Une imagerie adaptée à chaque étape du parcours
Lorsque l’opération devient une option, le diagnostic par l’image passe à la vitesse supérieure : IRM de cartographie, échoendoscopie rectale (EER), coloscanner ou entéro IRM. Objectif : localiser précisément les lésions, évaluer les risques opératoires, et définir la stratégie chirurgicale la plus adaptée. L’EER, plus invasive, reste un recours en cas de discordance entre les autres examens. Un test salivaire, encore en cours d’évaluation, pourrait prochainement enrichir l’arsenal de dépistage, notamment chez les patientes symptomatiques dont l’imagerie reste négative. Pour l’heure, il n’est pas intégré aux recommandations.

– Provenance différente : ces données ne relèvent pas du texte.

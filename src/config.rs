//! System configuration parameters
//!
//! All tunable parameters for the wire checker, plus the per-product
//! harness description.  Loaded from a JSON document and validated before
//! anything touches a pin: a harness that reuses a pin or collides with an
//! actuator pin never reaches the tester.

use std::collections::HashSet;
use std::path::PathBuf;

use serde::{Deserialize, Serialize};

use crate::app::ports::PinId;
use crate::classifier::PartialConnectionPolicy;
use crate::error::ConfigError;
use crate::pins;

/// Maximum number of wire pairs a harness may declare.
pub const MAX_PAIRS: usize = 16;

// ---------------------------------------------------------------------------
// Pin assignment
// ---------------------------------------------------------------------------

/// One output→input pair the harness is expected to join.
#[derive(Debug, Clone, Copy, PartialEq, Eq)]
pub struct PinAssignment {
    /// Position in the harness table (0-based).
    pub pair_index: usize,
    /// Operator-facing pair number (1-based in shipped configs).
    pub pair_number: u32,
    pub output_pin: PinId,
    pub input_pin: PinId,
}

/// On-disk form of a pair: `{pair_number, pin_out, pin_in}`.
#[derive(Debug, Clone, Copy, PartialEq, Eq, Serialize, Deserialize)]
pub struct WirePairRecord {
    pub pair_number: u32,
    pub pin_out: PinId,
    pub pin_in: PinId,
}

// ---------------------------------------------------------------------------
// Harness configuration
// ---------------------------------------------------------------------------

/// Validated, immutable description of the harness under test.
#[derive(Debug, Clone, PartialEq, Eq, Serialize, Deserialize)]
#[serde(try_from = "HarnessDocument", into = "HarnessDocument")]
pub struct WireHarnessConfig {
    product_name: String,
    product_no: String,
    pairs: heapless::Vec<PinAssignment, MAX_PAIRS>,
    reserved_pins: Vec<PinId>,
}

/// Serialized shape of [`WireHarnessConfig`].
#[derive(Debug, Clone, Serialize, Deserialize)]
pub struct HarnessDocument {
    #[serde(default)]
    pub product_name: String,
    #[serde(default)]
    pub product_no: String,
    pub wire_pairs: Vec<WirePairRecord>,
    #[serde(default = "default_reserved")]
    pub reserved_pins: Vec<PinId>,
}

fn default_reserved() -> Vec<PinId> {
    pins::RESERVED_GPIOS.to_vec()
}

impl WireHarnessConfig {
    /// Validate and build a harness description.
    pub fn new(
        product_name: impl Into<String>,
        product_no: impl Into<String>,
        records: &[WirePairRecord],
        reserved_pins: &[PinId],
    ) -> Result<Self, ConfigError> {
        if records.is_empty() {
            return Err(ConfigError::NoPairs);
        }
        if records.len() > MAX_PAIRS {
            return Err(ConfigError::TooManyPairs {
                count: records.len(),
                max: MAX_PAIRS,
            });
        }

        let mut used: HashSet<PinId> = HashSet::new();
        let mut numbers: HashSet<u32> = HashSet::new();
        let mut pairs = heapless::Vec::new();

        for (pair_index, rec) in records.iter().enumerate() {
            if rec.pair_number == 0 {
                return Err(ConfigError::ValidationFailed("pair numbers start at 1"));
            }
            if !numbers.insert(rec.pair_number) {
                return Err(ConfigError::DuplicatePairNumber(rec.pair_number));
            }
            for pin in [rec.pin_out, rec.pin_in] {
                if pin > pins::MAX_BCM_GPIO {
                    return Err(ConfigError::InvalidPin { pin });
                }
                if reserved_pins.contains(&pin) {
                    return Err(ConfigError::ReservedPin {
                        pin,
                        pair_number: rec.pair_number,
                    });
                }
                if !used.insert(pin) {
                    return Err(ConfigError::DuplicatePin {
                        pin,
                        pair_number: rec.pair_number,
                    });
                }
            }
            // Capacity was checked above.
            let _ = pairs.push(PinAssignment {
                pair_index,
                pair_number: rec.pair_number,
                output_pin: rec.pin_out,
                input_pin: rec.pin_in,
            });
        }

        Ok(Self {
            product_name: product_name.into(),
            product_no: product_no.into(),
            pairs,
            reserved_pins: reserved_pins.to_vec(),
        })
    }

    /// Build from plain `(out, in)` tuples, numbering pairs 1..=N.
    pub fn from_pairs(
        product_name: impl Into<String>,
        product_no: impl Into<String>,
        pairs: &[(PinId, PinId)],
        reserved_pins: &[PinId],
    ) -> Result<Self, ConfigError> {
        let records: Vec<WirePairRecord> = pairs
            .iter()
            .enumerate()
            .map(|(i, &(pin_out, pin_in))| WirePairRecord {
                pair_number: i as u32 + 1,
                pin_out,
                pin_in,
            })
            .collect();
        Self::new(product_name, product_no, &records, reserved_pins)
    }

    /// Build from pairs found in teaching mode.
    pub fn from_discovered(
        product_name: impl Into<String>,
        product_no: impl Into<String>,
        discovered: &[(PinId, PinId)],
    ) -> Result<Self, ConfigError> {
        Self::from_pairs(product_name, product_no, discovered, &pins::RESERVED_GPIOS)
    }

    pub fn pairs(&self) -> &[PinAssignment] {
        &self.pairs
    }

    pub fn len(&self) -> usize {
        self.pairs.len()
    }

    pub fn is_empty(&self) -> bool {
        self.pairs.is_empty()
    }

    pub fn product_name(&self) -> &str {
        &self.product_name
    }

    pub fn product_no(&self) -> &str {
        &self.product_no
    }

    pub fn reserved_pins(&self) -> &[PinId] {
        &self.reserved_pins
    }

    pub fn output_pins(&self) -> impl Iterator<Item = PinId> + '_ {
        self.pairs.iter().map(|p| p.output_pin)
    }

    pub fn input_pins(&self) -> impl Iterator<Item = PinId> + '_ {
        self.pairs.iter().map(|p| p.input_pin)
    }

    /// Ordered `(out, in)` list, as shown to operators.
    pub fn pin_pairs(&self) -> Vec<(PinId, PinId)> {
        self.pairs
            .iter()
            .map(|p| (p.output_pin, p.input_pin))
            .collect()
    }
}

impl Default for WireHarnessConfig {
    fn default() -> Self {
        let mut pairs = heapless::Vec::new();
        for (pair_index, (out, inp)) in pins::DEFAULT_WIRE_PAIRS.iter().enumerate() {
            let _ = pairs.push(PinAssignment {
                pair_index,
                pair_number: pair_index as u32 + 1,
                output_pin: *out,
                input_pin: *inp,
            });
        }
        Self {
            product_name: String::from("Default 4-pair harness"),
            product_no: String::from("WH-4P"),
            pairs,
            reserved_pins: default_reserved(),
        }
    }
}

impl TryFrom<HarnessDocument> for WireHarnessConfig {
    type Error = ConfigError;

    fn try_from(doc: HarnessDocument) -> Result<Self, Self::Error> {
        Self::new(
            doc.product_name,
            doc.product_no,
            &doc.wire_pairs,
            &doc.reserved_pins,
        )
    }
}

impl From<WireHarnessConfig> for HarnessDocument {
    fn from(cfg: WireHarnessConfig) -> Self {
        Self {
            wire_pairs: cfg
                .pairs
                .iter()
                .map(|p| WirePairRecord {
                    pair_number: p.pair_number,
                    pin_out: p.output_pin,
                    pin_in: p.input_pin,
                })
                .collect(),
            product_name: cfg.product_name,
            product_no: cfg.product_no,
            reserved_pins: cfg.reserved_pins,
        }
    }
}

// ---------------------------------------------------------------------------
// System configuration
// ---------------------------------------------------------------------------

/// Indicator light pins.
#[derive(Debug, Clone, Copy, PartialEq, Eq, Serialize, Deserialize)]
pub struct IndicatorPins {
    pub red: PinId,
    pub yellow: PinId,
    pub green: PinId,
}

impl Default for IndicatorPins {
    fn default() -> Self {
        Self {
            red: pins::RED_LED_GPIO,
            yellow: pins::YELLOW_LED_GPIO,
            green: pins::GREEN_LED_GPIO,
        }
    }
}

/// Core system configuration
#[derive(Debug, Clone, PartialEq, Eq, Serialize, Deserialize)]
#[serde(default)]
pub struct SystemConfig {
    // --- Harness ---
    pub harness: WireHarnessConfig,
    /// How a fault-free, partially connected harness is classified.
    pub partial_connection_policy: PartialConnectionPolicy,

    // --- Timing ---
    /// Wait after each pin write before sampling (milliseconds)
    pub settle_ms: u32,
    /// Pause between full scans (milliseconds)
    pub scan_interval_ms: u32,
    /// Presentation/telemetry cadence (milliseconds)
    pub report_interval_ms: u32,

    // --- Actuators ---
    pub indicator_pins: IndicatorPins,
    pub solenoid_pins: Vec<PinId>,
    /// Relay boards pull LOW to energise.
    pub solenoid_active_low: bool,

    // --- Files ---
    pub cards_file: PathBuf,
    pub audit_log_file: PathBuf,
    pub events_file: PathBuf,
}

impl Default for SystemConfig {
    fn default() -> Self {
        Self {
            harness: WireHarnessConfig::default(),
            partial_connection_policy: PartialConnectionPolicy::default(),

            settle_ms: 10,
            scan_interval_ms: 500,
            report_interval_ms: 1000,

            indicator_pins: IndicatorPins::default(),
            solenoid_pins: vec![pins::SOLENOID_GPIO, pins::SOLENOID2_GPIO],
            solenoid_active_low: true,

            cards_file: PathBuf::from("rfid_authorized_cards.json"),
            audit_log_file: PathBuf::from("rfid_unlock_log.jsonl"),
            events_file: PathBuf::from("wire_checker_events.jsonl"),
        }
    }
}

impl SystemConfig {
    /// Range and cross-field checks.  The harness itself was validated on
    /// construction.
    pub fn validate(&self) -> Result<(), ConfigError> {
        if self.settle_ms == 0 {
            return Err(ConfigError::ValidationFailed("settle_ms must be > 0"));
        }
        if self.scan_interval_ms == 0 {
            return Err(ConfigError::ValidationFailed("scan_interval_ms must be > 0"));
        }
        if self.report_interval_ms == 0 {
            return Err(ConfigError::ValidationFailed("report_interval_ms must be > 0"));
        }
        if self.settle_ms >= self.scan_interval_ms {
            return Err(ConfigError::ValidationFailed(
                "settle_ms must be shorter than scan_interval_ms",
            ));
        }
        if self.solenoid_pins.is_empty() {
            return Err(ConfigError::ValidationFailed("at least one solenoid pin required"));
        }

        let reserved = self.harness.reserved_pins();
        let ind = self.indicator_pins;
        for pin in [ind.red, ind.yellow, ind.green]
            .into_iter()
            .chain(self.solenoid_pins.iter().copied())
        {
            if !reserved.contains(&pin) {
                return Err(ConfigError::UnreservedActuatorPin(pin));
            }
        }
        Ok(())
    }

    /// Parse and validate a JSON document.
    pub fn from_json(text: &str) -> Result<Self, ConfigError> {
        let cfg: Self =
            serde_json::from_str(text).map_err(|e| ConfigError::Parse(e.to_string()))?;
        cfg.validate()?;
        Ok(cfg)
    }

    pub fn to_json_pretty(&self) -> Result<String, ConfigError> {
        serde_json::to_string_pretty(self).map_err(|e| ConfigError::Parse(e.to_string()))
    }
}
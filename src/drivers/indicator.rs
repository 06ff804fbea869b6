//! Red / yellow / green status lights (active HIGH).
//!
//! | Status       | Red | Yellow | Green |
//! |--------------|-----|--------|-------|
//! | INITIALIZING |     |        |       |
//! | GOOD         |     |        |  on   |
//! | OPEN         |     |   on   |       |
//! | NOT GOOD     | on  |        |       |

use embedded_hal::digital::OutputPin;
use log::warn;

use crate::app::ports::IndicatorPort;
use crate::classifier::Status;
use crate::error::ActuatorError;

pub struct IndicatorLights<P> {
    red: P,
    yellow: P,
    green: P,
    showing: Status,
}

impl<P: OutputPin> IndicatorLights<P> {
    pub fn new(red: P, yellow: P, green: P) -> Self {
        let mut lights = Self {
            red,
            yellow,
            green,
            showing: Status::Initializing,
        };
        lights.all_off();
        lights
    }

    pub fn showing(&self) -> Status {
        self.showing
    }

    fn set(&mut self, red: bool, yellow: bool, green: bool) -> Result<(), ActuatorError> {
        let mut failed = false;
        for (name, pin, on) in [
            ("red", &mut self.red, red),
            ("yellow", &mut self.yellow, yellow),
            ("green", &mut self.green, green),
        ] {
            let res = if on { pin.set_high() } else { pin.set_low() };
            if let Err(e) = res {
                warn!("{name} indicator: write failed: {e:?}");
                failed = true;
            }
        }
        if failed {
            Err(ActuatorError::GpioWriteFailed)
        } else {
            Ok(())
        }
    }
}

impl<P: OutputPin> IndicatorPort for IndicatorLights<P> {
    fn show(&mut self, status: Status) -> Result<(), ActuatorError> {
        let (r, y, g) = match status {
            Status::Initializing => (false, false, false),
            Status::Good => (false, false, true),
            Status::Open => (false, true, false),
            Status::NotGood => (true, false, false),
        };
        self.showing = status;
        self.set(r, y, g)
    }

    fn all_off(&mut self) {
        self.showing = Status::Initializing;
        let _ = self.set(false, false, false);
    }
}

Au-delà des images, l’écoute et le respect des patientes
L’autre pilier souligné par la HAS, c’est le comportement du praticien. Le “savoir-être” devient une exigence. L’examen doit être expliqué, l’intimité respectée, l’anxiété prise en compte. Une attention particulière est également demandée face à d’éventuelles violences sexuelles, souvent tues. Uniformiser les protocoles, affiner le diagnostic, et humaniser la relation de soin : c’est tout l’enjeu de ces nouvelles recommandations, dans un pays où trop de femmes attendent encore des années pour mettre un nom sur leurs douleurs.